Saved entries
________

pub mod client;
pub mod codec;
pub mod command;
pub mod datatypes;
pub mod transport;

mod macros;

#[cfg(test)]
mod tests;

// Re-export codec types for direct frame work
pub use codec::{DecodeError, EncodeError, FrameType, ReplyShape, ReplyValue};

// Re-export the command table for introspection
pub use command::{Addressing, CommandDescriptor, CommandId, CommandKind};

// Re-export the main client API for easy access
pub use client::{Error, ErrorKind, RouterClient};

// Re-export addressing and parameter types
pub use datatypes::{DeviceAddress, ParamKey, Parameter};

// Re-export the transport layer
pub use transport::{TcpTransport, Transport, DEFAULT_PORT, DEFAULT_TIMEOUT};

/// A specialized `Result` type for router operations.
///
/// Every client method returns this; the [`Error`] inside is a closed enum,
/// so callers can match on [`Error::kind`] instead of downcasting.
///
/// # Examples
///
/// ## Recalling a Scene
///
/// The shortest useful program: point the client at a router and bring up a
/// scene on a group:
///
/// ```rust,no_run
/// use helvarnet::{RouterClient, DEFAULT_PORT};
/// use std::net::Ipv4Addr;
///
/// #[tokio::main]
/// async fn main() -> helvarnet::Result<()> {
///     let client = RouterClient::new(Ipv4Addr::new(10, 254, 1, 2), DEFAULT_PORT);
///
///     // Scene 4 of block 1 on group 17, fading over three seconds
///     client.recall_scene_on_group(17, 1, 4, 300).await?;
///
///     Ok(())
/// }
/// ```
///
/// ## Sweeping Device Health
///
/// Queries wait for and decode the router's reply, so results come back
/// typed:
///
/// ```rust,no_run
/// use helvarnet::{RouterClient, DEFAULT_PORT};
/// use std::net::Ipv4Addr;
///
/// #[tokio::main]
/// async fn main() -> helvarnet::Result<()> {
///     let client = RouterClient::new(Ipv4Addr::new(10, 254, 1, 2), DEFAULT_PORT);
///
///     let version = client.query_software_version().await?;
///     println!("router firmware: {version}");
///
///     for device in 1..=4u16 {
///         if client.query_device_faulty(1, device).await? {
///             let description = client.query_device_description(1, device).await?;
///             println!("device 1.{device} ({description}) reports a fault");
///         }
///     }
///
///     Ok(())
/// }
/// ```
pub type Result<T> = std::result::Result<T, client::Error>;
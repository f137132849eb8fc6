// ABOUTME: This module provides macros backing the static command table
// ABOUTME: Includes the descriptor-table generator and param-bag setter generator

/// Macro generating the command id enum and its descriptor table.
///
/// Each entry declares one protocol command: its enum variant, wire code,
/// human-readable name, kind (query or action), addressing mode, the ordered
/// parameter keys that follow the fixed `V`,`C` prefix, and the reply shape.
/// The `V` and `C` keys are prepended by the macro itself, so no entry can
/// violate the version-first, command-second frame invariant.
///
/// # Arguments
/// * `$name` - The CommandId variant (e.g., RecallSceneGroup)
/// * `$code` - The numeric wire code (e.g., 11)
/// * `$label` - The operation name used in logs and errors
/// * `$kind` - CommandKind variant: Query or Action
/// * `$addressing` - Addressing variant: Router, Cluster, Group, or Device
/// * `[$($param),*]` - Ordered ParamKey variants after Version and Command
/// * `$reply` - ReplyShape variant: None, Scalar, Boolean, or List
///
/// # Generated code
/// - `CommandId` enum with `TryFromPrimitive` over the u16 wire codes
/// - `CommandId::ALL` listing every variant in table order
/// - `CommandId::descriptor()` returning the `&'static CommandDescriptor`
macro_rules! command_table {
    (
        $(
            $(#[$meta:meta])*
            $name:ident = $code:literal, $label:literal, $kind:ident, $addressing:ident,
                [$($param:ident),* $(,)?], $reply:ident;
        )+
    ) => {
        /// Numeric command codes understood by the router, one variant per
        /// table entry. Converts from raw wire codes via `TryFrom<u16>`.
        #[derive(num_enum::TryFromPrimitive)]
        #[repr(u16)]
        #[derive(Clone, Copy, Debug, PartialEq, Eq, Hash)]
        pub enum CommandId {
            $(
                $(#[$meta])*
                $name = $code,
            )+
        }

        impl CommandId {
            /// Every command in table order.
            pub const ALL: &'static [CommandId] = &[
                $(CommandId::$name,)+
            ];

            /// The numeric code sent in the `C` parameter.
            pub const fn code(self) -> u16 {
                self as u16
            }

            /// The static descriptor for this command.
            pub fn descriptor(self) -> &'static CommandDescriptor {
                match self {
                    $(
                        CommandId::$name => {
                            const DESCRIPTOR: &CommandDescriptor = &CommandDescriptor {
                                id: CommandId::$name,
                                name: $label,
                                kind: CommandKind::$kind,
                                addressing: Addressing::$addressing,
                                params: &[
                                    $crate::datatypes::ParamKey::Version,
                                    $crate::datatypes::ParamKey::Command,
                                    $($crate::datatypes::ParamKey::$param,)*
                                ],
                                reply: $crate::codec::ReplyShape::$reply,
                            };
                            DESCRIPTOR
                        }
                    )+
                }
            }
        }
    };
}

/// Macro for generating parameter-bag setter methods
///
/// Each generated method takes a bare value, stores it as `Some(value)`,
/// and returns self for chaining.
///
/// # Arguments
/// * `$($field:ident: $type:ty),*` - Field name and type pairs
///
/// # Generated code
/// For each field, generates:
/// ```ignore
/// pub(crate) fn $field(mut self, $field: $type) -> Self {
///     self.$field = Some($field);
///     self
/// }
/// ```
macro_rules! param_setters {
    ($($field:ident: $type:ty),* $(,)?) => {
        $(
            pub(crate) fn $field(mut self, $field: $type) -> Self {
                self.$field = Some($field);
                self
            }
        )*
    };
}

// Make macros available to the rest of the crate
pub(crate) use {command_table, param_setters};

________

**Work task**: Going through the entries above, show each line that contains "description".

**Written response**:
///             let description = client.query_device_description(1, device).await?;
///             println!("device 1.{device} ({description}) reports a fault");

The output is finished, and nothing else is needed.